Segment Open

//! Command-line runner for mobiprobe interaction plans.
//!
//! Opens one Appium session, runs a plan file or a single ad-hoc
//! interaction, prints a status line per step, and ends the session exactly
//! once however many steps failed.
//!
//! # Usage
//!
//! ```bash
//! # Run a plan file
//! mobiprobe run demos/testapp1.json
//!
//! # Click one element
//! mobiprobe click test-button
//!
//! # Type into a field and check the read-back
//! mobiprobe type text-input "Hello Appium!"
//!
//! # Swipe up and down over an element
//! mobiprobe swipe swipe-area
//!
//! # Check that elements are present, scrolling once before giving up
//! mobiprobe verify app-title test-button swipe-area --scroll-retry
//!
//! # Press a button three times, dismissing the alert each time, then check the counter
//! mobiprobe counter test-button button-counter --presses 3
//!
//! # Use another server and app package
//! mobiprobe --server http://10.0.0.5:4723 --namespace com.testapp2 run demos/testapp2.json
//!
//! # Print the effective configuration, or persist it
//! mobiprobe show-config
//! mobiprobe --server http://10.0.0.5:4723 init-config
//! ```

use std::io::Write;
use std::path::{Path, PathBuf};
use std::process::ExitCode;

use clap::{Parser, Subcommand};
use mobiprobe_core::action::Step;
use mobiprobe_core::config::{logs_dir, MobiprobeConfig};
use mobiprobe_core::gesture::ScreenSwipe;
use mobiprobe_core::plan::Plan;
use mobiprobe_core::session::Session;
use mobiprobe_core::transcript::Transcript;
use tracing::{info, warn};
use tracing_subscriber::EnvFilter;

/// Run resilient Appium interaction plans against a mobile device.
#[derive(Parser)]
#[command(name = "mobiprobe")]
#[command(about = "Run resilient Appium interaction plans against a mobile device")]
#[command(version)]
struct Cli {
    /// Config file (defaults to ~/.mobiprobe/config.json)
    #[arg(short, long, env = "MOBIPROBE_CONFIG")]
    config: Option<PathBuf>,

    /// Appium server URL
    #[arg(short, long, env = "MOBIPROBE_SERVER")]
    server: Option<String>,

    /// Application package used to qualify resource ids
    #[arg(short, long, env = "MOBIPROBE_NAMESPACE")]
    namespace: Option<String>,

    /// Write diagnostics to this file instead of stderr
    #[arg(long)]
    log_file: Option<PathBuf>,

    /// Write the step transcript as JSON Lines to this file
    #[arg(long)]
    transcript: Option<PathBuf>,

    /// Save a screenshot of every failed step into this directory
    #[arg(long)]
    screenshot_dir: Option<PathBuf>,

    /// Suppress status lines and the summary
    #[arg(short, long)]
    quiet: bool,

    #[command(subcommand)]
    command: Command,
}

#[derive(Subcommand)]
enum Command {
    /// Run a JSON plan file
    Run {
        /// Path to the plan
        plan: PathBuf,
    },

    /// Click an element
    Click {
        /// Element identifier
        id: String,
        /// Scroll the screen before looking the element up
        #[arg(long)]
        scroll_first: bool,
    },

    /// Clear a field, type into it, and verify the read-back
    Type {
        /// Element identifier
        id: String,
        /// Text to type
        text: String,
    },

    /// Swipe up and down over an element
    Swipe {
        /// Element identifier
        id: String,
    },

    /// Check that elements are present and displayed
    Verify {
        /// Element identifiers
        #[arg(required = true)]
        ids: Vec<String>,
        /// Scroll once and retry before reporting an element missing
        #[arg(long)]
        scroll_retry: bool,
    },

    /// Dismiss an alert if one is showing
    DismissAlert,

    /// Press a button repeatedly, dismissing alerts, then check a counter
    Counter {
        /// Button identifier
        button: String,
        /// Counter identifier
        counter: String,
        /// Number of presses
        #[arg(short, long, default_value = "1")]
        presses: u32,
        /// Acceptable counts (defaults to presses-1, presses, presses+1)
        #[arg(short, long, value_delimiter = ',')]
        expect: Vec<u32>,
    },

    /// Print the effective configuration as JSON
    ShowConfig,

    /// Write the effective configuration to ~/.mobiprobe/config.json
    InitConfig,
}

#[tokio::main]
async fn main() -> ExitCode {
    let cli = Cli::parse();
    init_tracing(cli.log_file.as_deref());

    match run(cli).await {
        Ok(()) => ExitCode::SUCCESS,
        Err(e) => {
            eprintln!("Error: {}", e);
            e.exit_code()
        }
    }
}

fn init_tracing(log_file: Option<&Path>) {
    let filter = EnvFilter::try_from_default_env().unwrap_or_else(|_| EnvFilter::new("warn"));
    match log_file {
        Some(path) => {
            let dir = path.parent().filter(|p| !p.as_os_str().is_empty()).unwrap_or(Path::new("."));
            let name = path.file_name().map(|n| n.to_os_string()).unwrap_or_else(|| "mobiprobe.log".into());
            let file_appender = tracing_appender::rolling::never(dir, name);
            tracing_subscriber::fmt()
                .with_env_filter(filter)
                .with_writer(file_appender)
                .with_ansi(false)
                .init();
        }
        None => {
            tracing_subscriber::fmt()
                .with_env_filter(filter)
                .with_writer(std::io::stderr)
                .init();
        }
    }
}

#[derive(Debug)]
enum CliError {
    Config(String),
    Session(String),
    Plan(String),
}

impl CliError {
    fn exit_code(&self) -> ExitCode {
        match self {
            CliError::Config(_) => ExitCode::from(2),
            CliError::Session(_) => ExitCode::from(3),
            CliError::Plan(_) => ExitCode::from(4),
        }
    }
}

impl std::fmt::Display for CliError {
    fn fmt(&self, f: &mut std::fmt::Formatter<'_>) -> std::fmt::Result {
        match self {
            CliError::Config(msg) => write!(f, "Config error: {}", msg),
            CliError::Session(msg) => write!(f, "Session error: {}", msg),
            CliError::Plan(msg) => write!(f, "Plan error: {}", msg),
        }
    }
}

fn load_config(cli: &Cli) -> Result<MobiprobeConfig, CliError> {
    let mut config = match &cli.config {
        Some(path) => MobiprobeConfig::load_from(path).map_err(|e| CliError::Config(e.to_string()))?,
        None => MobiprobeConfig::load(),
    };
    if let Some(server) = &cli.server {
        config.server_url = server.clone();
    }
    if let Some(namespace) = &cli.namespace {
        config.namespace = namespace.clone();
    }
    Ok(config)
}

/// The plan a subcommand runs. `None` for commands that need no session.
fn plan_for(command: &Command) -> Result<Option<Plan>, CliError> {
    let single = |name: &str, step: Step| Ok(Some(Plan::new(name, vec![step])));
    match command {
        Command::Run { plan } => Plan::load(plan)
            .map(Some)
            .map_err(|e| CliError::Plan(e.to_string())),
        Command::Click { id, scroll_first } => single(
            "click",
            Step::Click { id: id.clone(), name: None, scroll_first: *scroll_first },
        ),
        Command::Type { id, text } => single(
            "type",
            Step::EnterText { id: id.clone(), name: None, text: text.clone() },
        ),
        Command::Swipe { id } => single("swipe", Step::SwipeElement { id: id.clone(), name: None }),
        Command::Verify { ids, scroll_retry } => single(
            "verify",
            Step::VerifyElements {
                ids: ids.clone(),
                scroll_retry: scroll_retry.then(ScreenSwipe::nudge),
            },
        ),
        Command::DismissAlert => single("dismiss-alert", Step::DismissAlert),
        Command::Counter { button, counter, presses, expect } => {
            let expected = if expect.is_empty() {
                counter_window(*presses)
            } else {
                expect.clone()
            };
            let plan = Plan::new(
                "counter",
                vec![
                    Step::Repeat {
                        times: *presses,
                        steps: vec![Step::ClickAndDismiss { id: button.clone(), name: None }],
                    },
                    Step::VerifyCounter { id: counter.clone(), name: None, expected },
                ],
            );
            plan.validate().map_err(|e| CliError::Plan(e.to_string()))?;
            Ok(Some(plan))
        }
        Command::ShowConfig | Command::InitConfig => Ok(None),
    }
}

/// Counts within one of `presses`.
fn counter_window(presses: u32) -> Vec<u32> {
    (presses.saturating_sub(1)..=presses.saturating_add(1)).collect()
}

fn default_transcript_path() -> PathBuf {
    transcript_path_in(&logs_dir())
}

/// `run_<timestamp>_<uuid>.jsonl` in `dir`. The uuid keeps runs started
/// within the same second apart.
fn transcript_path_in(dir: &Path) -> PathBuf {
    dir.join(format!(
        "run_{}_{}.jsonl",
        chrono::Utc::now().format("%Y%m%d_%H%M%S"),
        uuid::Uuid::new_v4().simple()
    ))
}

async fn run(cli: Cli) -> Result<(), CliError> {
    let config = load_config(&cli)?;

    // Plans are validated before a session is created.
    let Some(plan) = plan_for(&cli.command)? else {
        return config_command(&cli.command, &config);
    };

    let echo: Option<Box<dyn Write + Send>> = if cli.quiet {
        None
    } else {
        Some(Box::new(std::io::stdout()))
    };
    let transcript_path = cli.transcript.clone().unwrap_or_else(default_transcript_path);
    let transcript = Transcript::with_outputs(echo, Some(&transcript_path));

    let session = Session::connect(&config, transcript)
        .await
        .map_err(|e| CliError::Session(format!("could not start session on {}: {}", config.server_url, e)))?;
    info!(session = %session.id, plan = %plan.name, "running plan");

    let namespace = plan.namespace.clone().unwrap_or_else(|| config.namespace.clone());
    let capture = config.capture_failures || cli.screenshot_dir.is_some();
    let summary = session
        .orchestrator(&namespace, &config)
        .capture_failures(capture)
        .run_plan(&plan)
        .await;

    session.teardown().await;

    if let Some(dir) = &cli.screenshot_dir {
        save_screenshots(&session, dir).await;
    }

    if !cli.quiet {
        println!("{}", summary);
    }
    Ok(())
}

fn config_command(command: &Command, config: &MobiprobeConfig) -> Result<(), CliError> {
    if let Command::InitConfig = command {
        config.save().map_err(|e| CliError::Config(e.to_string()))?;
        println!("{}", MobiprobeConfig::default_path().display());
        return Ok(());
    }
    let json = serde_json::to_string_pretty(config).map_err(|e| CliError::Config(e.to_string()))?;
    println!("{}", json);
    Ok(())
}

async fn save_screenshots(session: &Session, dir: &Path) {
    if let Err(e) = std::fs::create_dir_all(dir) {
        warn!(dir = %dir.display(), error = %e, "could not create screenshot directory");
        return;
    }
    for record in session.transcript().records().await {
        let Some(png) = record.screenshot else {
            continue;
        };
        let path = dir.join(format!("{}_{}.png", record.step, record.id));
        if let Err(e) = std::fs::write(&path, png.as_slice()) {
            warn!(path = %path.display(), error = %e, "could not save screenshot");
        }
    }
}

Segment Closed

**DESCRIPTION OF THE TASK**
Every line holding the word "ShowConfig" should be copied out of the material.

**TASK RESULT**
    ShowConfig,
        Command::ShowConfig | Command::InitConfig => Ok(None),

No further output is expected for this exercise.